Over the last few years, our polling has uncovered a surprising ambivalence, particularly amongst young Australians, about the value of democracy, despite Australia being one of the oldest continuous democracies in the world.

In 2015, 65% of the voting-age population say that ‘democracy is preferable to any other kind of government’ (up from between 59-60% over the preceding three years). There has been a corresponding drop (from 24% in 2014 to 18% this year) in the proportion of the population who believe that ‘in some circumstances, a non-democratic government can be preferable’.

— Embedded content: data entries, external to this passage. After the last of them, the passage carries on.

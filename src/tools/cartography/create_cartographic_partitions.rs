use crate::tools::*;

/// Builds a mesh of polygon partitions that subdivide dense input data into
/// chunks small enough for partitioned cartographic processing.
pub struct CreateCartographicPartitions {
    name: String,
    display_name: String,
    description: String,
    toolbox: String,
    alias: String,
    parameters: Vec<ToolParameter>,
    valid_environments: Vec<EnvironmentKey>,
    example_usage: String,
}

impl CreateCartographicPartitions {
    pub fn new() -> CreateCartographicPartitions {
        // public constructor
        let name = "CreateCartographicPartitions".to_string();
        let display_name = "Create Cartographic Partitions".to_string();
        let toolbox = "Cartography".to_string();
        let alias = "cartography".to_string();
        let description =
            "Creates a mesh of polygon partitions covering the input features for partitioned processing."
                .to_string();

        let mut parameters = vec![];
        parameters.push(ToolParameter {
            name: "Input Features".to_owned(),
            flags: vec!["-i".to_owned(), "--in_features".to_owned()],
            description: "One or more feature layers whose density drives the partition mesh."
                .to_owned(),
            parameter_type: ParameterType::StringList,
            direction: ParameterDirection::Required,
            default_value: None,
        });

        parameters.push(ToolParameter {
            name: "Output Features".to_owned(),
            flags: vec!["-o".to_owned(), "--out_features".to_owned()],
            description: "The polygon partition feature class to create.".to_owned(),
            parameter_type: ParameterType::FeatureClass(GeometryType::Polygon),
            direction: ParameterDirection::Required,
            default_value: None,
        });

        parameters.push(ToolParameter {
            name: "Feature Count".to_owned(),
            flags: vec!["--feature_count".to_owned()],
            description: "The ideal number of features or vertices per partition.".to_owned(),
            parameter_type: ParameterType::Long,
            direction: ParameterDirection::Required,
            default_value: None,
        });

        parameters.push(ToolParameter {
            name: "Partition Method".to_owned(),
            flags: vec!["--partition_method".to_owned()],
            description: "Whether the count targets features or vertices.".to_owned(),
            parameter_type: ParameterType::CodedValue(CodedValueDomain::new(
                "partition_method",
                &[
                    ("FEATURES", "Target feature count per partition"),
                    ("VERTICES", "Target vertex count per partition"),
                ],
            )),
            direction: ParameterDirection::Optional,
            default_value: Some("FEATURES".to_owned()),
        });

        let valid_environments = vec![
            EnvironmentKey::Workspace,
            EnvironmentKey::ScratchWorkspace,
            EnvironmentKey::Extent,
            EnvironmentKey::OutputCoordinateSystem,
            EnvironmentKey::XyResolution,
            EnvironmentKey::XyTolerance,
        ];

        let usage = example_usage(
            &name,
            "-i='roads;buildings;rivers' -o=gis.gdb/partitions --feature_count=50000",
        );

        CreateCartographicPartitions {
            name: name,
            display_name: display_name,
            description: description,
            toolbox: toolbox,
            alias: alias,
            parameters: parameters,
            valid_environments: valid_environments,
            example_usage: usage,
        }
    }
}

impl GeoprocessingTool for CreateCartographicPartitions {
    fn get_source_file(&self) -> String {
        String::from(file!())
    }

    fn get_tool_name(&self) -> String {
        self.name.clone()
    }

    fn get_display_name(&self) -> String {
        self.display_name.clone()
    }

    fn get_tool_description(&self) -> String {
        self.description.clone()
    }

    fn get_toolbox(&self) -> String {
        self.toolbox.clone()
    }

    fn get_alias(&self) -> String {
        self.alias.clone()
    }

    fn parameters(&self) -> &[ToolParameter] {
        &self.parameters
    }

    fn valid_environments(&self) -> &[EnvironmentKey] {
        &self.valid_environments
    }

    fn get_example_usage(&self) -> String {
        self.example_usage.clone()
    }
}
use crate::tools::*;

/// Exports the points of a terrain dataset, at a chosen pyramid level, to a
/// new point feature class.
pub struct TerrainToPoints {
    name: String,
    display_name: String,
    description: String,
    toolbox: String,
    alias: String,
    parameters: Vec<ToolParameter>,
    valid_environments: Vec<EnvironmentKey>,
    example_usage: String,
}

impl TerrainToPoints {
    pub fn new() -> TerrainToPoints {
        // public constructor
        let name = "TerrainToPoints".to_string();
        let display_name = "Terrain To Points".to_string();
        let toolbox = "Terrain Dataset".to_string();
        let alias = "3d".to_string();
        let description =
            "Converts the points of a terrain dataset into a new point feature class.".to_string();

        let mut parameters = vec![];
        parameters.push(ToolParameter {
            name: "Input Terrain".to_owned(),
            flags: vec!["-i".to_owned(), "--in_terrain".to_owned()],
            description: "The terrain dataset to convert.".to_owned(),
            parameter_type: ParameterType::TerrainDataset,
            direction: ParameterDirection::Required,
            default_value: None,
        });

        parameters.push(ToolParameter {
            name: "Output Feature Class".to_owned(),
            flags: vec!["-o".to_owned(), "--out_feature_class".to_owned()],
            description: "The point feature class to create.".to_owned(),
            parameter_type: ParameterType::FeatureClass(GeometryType::Point),
            direction: ParameterDirection::Required,
            default_value: None,
        });

        parameters.push(ToolParameter {
            name: "Pyramid Level Resolution".to_owned(),
            flags: vec!["--pyramid_level_resolution".to_owned()],
            description:
                "The resolution of the pyramid level to export. Zero means full resolution."
                    .to_owned(),
            parameter_type: ParameterType::Double,
            direction: ParameterDirection::Optional,
            default_value: Some("0".to_owned()),
        });

        let valid_environments = vec![
            EnvironmentKey::Workspace,
            EnvironmentKey::ScratchWorkspace,
            EnvironmentKey::Extent,
            EnvironmentKey::OutputCoordinateSystem,
            EnvironmentKey::XyResolution,
            EnvironmentKey::XyTolerance,
            EnvironmentKey::ZResolution,
            EnvironmentKey::ZTolerance,
            EnvironmentKey::OutputZFlag,
            EnvironmentKey::ConfigKeyword,
            EnvironmentKey::AutoCommit,
        ];

        let usage = example_usage(
            &name,
            "--in_terrain=gis.gdb/elevation/terrain -o=gis.gdb/terrain_points --pyramid_level_resolution=10",
        );

        TerrainToPoints {
            name: name,
            display_name: display_name,
            description: description,
            toolbox: toolbox,
            alias: alias,
            parameters: parameters,
            valid_environments: valid_environments,
            example_usage: usage,
        }
    }
}

impl GeoprocessingTool for TerrainToPoints {
    fn get_source_file(&self) -> String {
        String::from(file!())
    }

    fn get_tool_name(&self) -> String {
        self.name.clone()
    }

    fn get_display_name(&self) -> String {
        self.display_name.clone()
    }

    fn get_tool_description(&self) -> String {
        self.description.clone()
    }

    fn get_toolbox(&self) -> String {
        self.toolbox.clone()
    }

    fn get_alias(&self) -> String {
        self.alias.clone()
    }

    fn parameters(&self) -> &[ToolParameter] {
        &self.parameters
    }

    fn valid_environments(&self) -> &[EnvironmentKey] {
        &self.valid_environments
    }

    fn get_example_usage(&self) -> String {
        self.example_usage.clone()
    }
}
use crate::tools::*;

/// Assigns a unique number to each connected region of cells in a raster.
///
/// Connectivity is evaluated over the four orthogonal neighbors or over all
/// eight; regions of the same zone value never merge across a zone boundary
/// unless CROSS connectivity is requested.
pub struct RegionGroup {
    name: String,
    display_name: String,
    description: String,
    toolbox: String,
    alias: String,
    parameters: Vec<ToolParameter>,
    valid_environments: Vec<EnvironmentKey>,
    example_usage: String,
}

impl RegionGroup {
    pub fn new() -> RegionGroup {
        // public constructor
        let name = "RegionGroup".to_string();
        let display_name = "Region Group".to_string();
        let toolbox = "Raster Generalization".to_string();
        let alias = "sa".to_string();
        let description =
            "Assigns a unique number to each connected region of cells in a raster.".to_string();

        let mut parameters = vec![];
        parameters.push(ToolParameter {
            name: "Input Raster".to_owned(),
            flags: vec!["-i".to_owned(), "--in_raster".to_owned()],
            description: "The raster whose connected regions are numbered.".to_owned(),
            parameter_type: ParameterType::RasterDataset,
            direction: ParameterDirection::Required,
            default_value: None,
        });

        parameters.push(ToolParameter {
            name: "Output Raster".to_owned(),
            flags: vec!["-o".to_owned(), "--out_raster".to_owned()],
            description: "The region raster to create.".to_owned(),
            parameter_type: ParameterType::RasterDataset,
            direction: ParameterDirection::Required,
            default_value: None,
        });

        parameters.push(ToolParameter {
            name: "Number of Neighbors".to_owned(),
            flags: vec!["--number_neighbors".to_owned()],
            description: "The connectivity used when grouping cells.".to_owned(),
            parameter_type: ParameterType::CodedValue(CodedValueDomain::new(
                "number_neighbors",
                &[
                    ("FOUR", "The four orthogonal neighbors"),
                    ("EIGHT", "All eight neighbors"),
                ],
            )),
            direction: ParameterDirection::Optional,
            default_value: Some("FOUR".to_owned()),
        });

        parameters.push(ToolParameter {
            name: "Zone Connectivity".to_owned(),
            flags: vec!["--zone_connectivity".to_owned()],
            description: "Whether regions are bounded by zone values or only by data.".to_owned(),
            parameter_type: ParameterType::CodedValue(CodedValueDomain::new(
                "zone_connectivity",
                &[
                    ("WITHIN", "Neighbors must share the same zone value"),
                    ("CROSS", "Neighbors may have any zone value"),
                ],
            )),
            direction: ParameterDirection::Optional,
            default_value: Some("WITHIN".to_owned()),
        });

        parameters.push(ToolParameter {
            name: "Add Link Field to Output".to_owned(),
            flags: vec!["--add_link".to_owned()],
            description: "Whether a LINK field back to the original zone value is added."
                .to_owned(),
            parameter_type: ParameterType::Boolean,
            direction: ParameterDirection::Optional,
            default_value: Some("true".to_owned()),
        });

        parameters.push(ToolParameter {
            name: "Excluded Value".to_owned(),
            flags: vec!["--excluded_value".to_owned()],
            description: "A zone value left out of the connectivity evaluation.".to_owned(),
            parameter_type: ParameterType::Double,
            direction: ParameterDirection::Optional,
            default_value: None,
        });

        let valid_environments = vec![
            EnvironmentKey::Workspace,
            EnvironmentKey::ScratchWorkspace,
            EnvironmentKey::Extent,
            EnvironmentKey::CellSize,
            EnvironmentKey::SnapRaster,
            EnvironmentKey::Mask,
            EnvironmentKey::OutputCoordinateSystem,
            EnvironmentKey::Compression,
            EnvironmentKey::Pyramid,
            EnvironmentKey::Nodata,
            EnvironmentKey::TileSize,
            EnvironmentKey::ParallelProcessingFactor,
        ];

        let usage = example_usage(
            &name,
            "-i=landcover.tif -o=regions.tif --number_neighbors=EIGHT --zone_connectivity=WITHIN",
        );

        RegionGroup {
            name: name,
            display_name: display_name,
            description: description,
            toolbox: toolbox,
            alias: alias,
            parameters: parameters,
            valid_environments: valid_environments,
            example_usage: usage,
        }
    }
}

impl GeoprocessingTool for RegionGroup {
    fn get_source_file(&self) -> String {
        String::from(file!())
    }

    fn get_tool_name(&self) -> String {
        self.name.clone()
    }

    fn get_display_name(&self) -> String {
        self.display_name.clone()
    }

    fn get_tool_description(&self) -> String {
        self.description.clone()
    }

    fn get_toolbox(&self) -> String {
        self.toolbox.clone()
    }

    fn get_alias(&self) -> String {
        self.alias.clone()
    }

    fn parameters(&self) -> &[ToolParameter] {
        &self.parameters
    }

    fn valid_environments(&self) -> &[EnvironmentKey] {
        &self.valid_environments
    }

    fn get_example_usage(&self) -> String {
        self.example_usage.clone()
    }
}
use crate::tools::*;

/// Makes a raster layer from data served over OPeNDAP. The extent parameter
/// constrains how much data is pulled from the remote server.
pub struct MakeOPeNDAPRasterLayer {
    name: String,
    display_name: String,
    description: String,
    toolbox: String,
    alias: String,
    parameters: Vec<ToolParameter>,
    valid_environments: Vec<EnvironmentKey>,
    example_usage: String,
}

impl MakeOPeNDAPRasterLayer {
    pub fn new() -> MakeOPeNDAPRasterLayer {
        // public constructor
        let name = "MakeOPeNDAPRasterLayer".to_string();
        let display_name = "Make OPeNDAP Raster Layer".to_string();
        let toolbox = "Multidimension".to_string();
        let alias = "md".to_string();
        let description = "Makes a raster layer from data stored on an OPeNDAP server.".to_string();

        let mut parameters = vec![];
        parameters.push(ToolParameter {
            name: "Input OPeNDAP URL".to_owned(),
            flags: vec!["-i".to_owned(), "--in_opendap_url".to_owned()],
            description: "The URL referencing the remote dataset.".to_owned(),
            parameter_type: ParameterType::String,
            direction: ParameterDirection::Required,
            default_value: None,
        });

        parameters.push(ToolParameter {
            name: "Variable".to_owned(),
            flags: vec!["--variable".to_owned()],
            description: "The variable rendered as cell values.".to_owned(),
            parameter_type: ParameterType::String,
            direction: ParameterDirection::Required,
            default_value: None,
        });

        parameters.push(ToolParameter {
            name: "X Dimension".to_owned(),
            flags: vec!["--x_dimension".to_owned()],
            description: "The dimension defining the x coordinates of the raster.".to_owned(),
            parameter_type: ParameterType::String,
            direction: ParameterDirection::Required,
            default_value: None,
        });

        parameters.push(ToolParameter {
            name: "Y Dimension".to_owned(),
            flags: vec!["--y_dimension".to_owned()],
            description: "The dimension defining the y coordinates of the raster.".to_owned(),
            parameter_type: ParameterType::String,
            direction: ParameterDirection::Required,
            default_value: None,
        });

        parameters.push(ToolParameter {
            name: "Output Raster Layer".to_owned(),
            flags: vec!["-o".to_owned(), "--out_raster_layer".to_owned()],
            description: "The name of the raster layer to make.".to_owned(),
            parameter_type: ParameterType::RasterLayer,
            direction: ParameterDirection::Required,
            default_value: None,
        });

        parameters.push(ToolParameter {
            name: "Extent".to_owned(),
            flags: vec!["--extent".to_owned()],
            description: "The extent of data requested from the server, as 'xmin ymin xmax ymax'."
                .to_owned(),
            parameter_type: ParameterType::Envelope,
            direction: ParameterDirection::Optional,
            default_value: None,
        });

        parameters.push(ToolParameter {
            name: "Dimension Values".to_owned(),
            flags: vec!["--dimension_values".to_owned()],
            description:
                "Dimension-value pairs fixing a slice of the dataset, e.g. 'time 1'.".to_owned(),
            parameter_type: ParameterType::String,
            direction: ParameterDirection::Optional,
            default_value: None,
        });

        parameters.push(ToolParameter {
            name: "Value Selection Method".to_owned(),
            flags: vec!["--value_selection_method".to_owned()],
            description: "Whether dimension values are matched by value or by index.".to_owned(),
            parameter_type: ParameterType::CodedValue(CodedValueDomain::new(
                "value_selection_method",
                &[
                    ("BY_VALUE", "Match dimension values literally"),
                    ("BY_INDEX", "Match dimension values by position"),
                ],
            )),
            direction: ParameterDirection::Optional,
            default_value: Some("BY_VALUE".to_owned()),
        });

        let valid_environments = vec![
            EnvironmentKey::Workspace,
            EnvironmentKey::ScratchWorkspace,
            EnvironmentKey::Extent,
            EnvironmentKey::CellSize,
            EnvironmentKey::SnapRaster,
            EnvironmentKey::OutputCoordinateSystem,
        ];

        let usage = example_usage(
            &name,
            "-i=http://apdrc.soest.hawaii.edu/dods/public_data/sst --variable=sst --x_dimension=lon --y_dimension=lat -o=sst_layer",
        );

        MakeOPeNDAPRasterLayer {
            name: name,
            display_name: display_name,
            description: description,
            toolbox: toolbox,
            alias: alias,
            parameters: parameters,
            valid_environments: valid_environments,
            example_usage: usage,
        }
    }
}

impl GeoprocessingTool for MakeOPeNDAPRasterLayer {
    fn get_source_file(&self) -> String {
        String::from(file!())
    }

    fn get_tool_name(&self) -> String {
        self.name.clone()
    }

    fn get_display_name(&self) -> String {
        self.display_name.clone()
    }

    fn get_tool_description(&self) -> String {
        self.description.clone()
    }

    fn get_toolbox(&self) -> String {
        self.toolbox.clone()
    }

    fn get_alias(&self) -> String {
        self.alias.clone()
    }

    fn parameters(&self) -> &[ToolParameter] {
        &self.parameters
    }

    fn valid_environments(&self) -> &[EnvironmentKey] {
        &self.valid_environments
    }

    fn get_example_usage(&self) -> String {
        self.example_usage.clone()
    }
}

As in past years, only a minority (49%) of 18-29 year-old Australians express a preference for democracy, although fewer this year see a non-democratic government as an alternative, with 23% (down 10 points) saying ‘in some circumstances, a non-democratic government can be preferable’. A quarter of this age-group (26%) say ‘it doesn’t matter what kind of government we have’.

In our 2014 Poll [insert link to 2014 democracy/prosperity], we asked some additional questions in an attempt to better understand these attitudes. When asked the question ‘if you had to choose between a good democracy or a strong economy for Australia, which one would you personally choose?’, only a small majority (53%) in 2014 chose a ‘good democracy’, with 42% opting for ‘a strong economy’.

To those Australians who indicated in our polling that they do not believe democracy is preferable to any other kind of government, we posed five propositions in the 2014 Poll [insert link to 2014 democracy/prosperity chart], and asked whether each was a ‘major’ or ‘minor’ reason for their views. In response, 45% said ‘democracy only serves the interests of a few and not the majority of society’ is a major reason for not preferring democracy. For 42%, the proposition that ‘democracy is not working because there is no real difference between the policies of the major parties’ was cited as a major reason for not preferring democracy. The third strongest response was that ‘I have become disillusioned with Australian politics and think another system might work better’ (36%).

Only 21% cited as a major reason for not preferring democracy that ‘a more authoritarian system where leaders can make decisions without the processes of democracy achieves better results’. Similarly, it does not appear that Australians’ equivocal support for democracy can be ascribed to mere apathy. Only 21% said in 2014 that ‘democracy is the usual form of government now and always will be, so I don’t worry about it’ is a major reason for not preferring democracy.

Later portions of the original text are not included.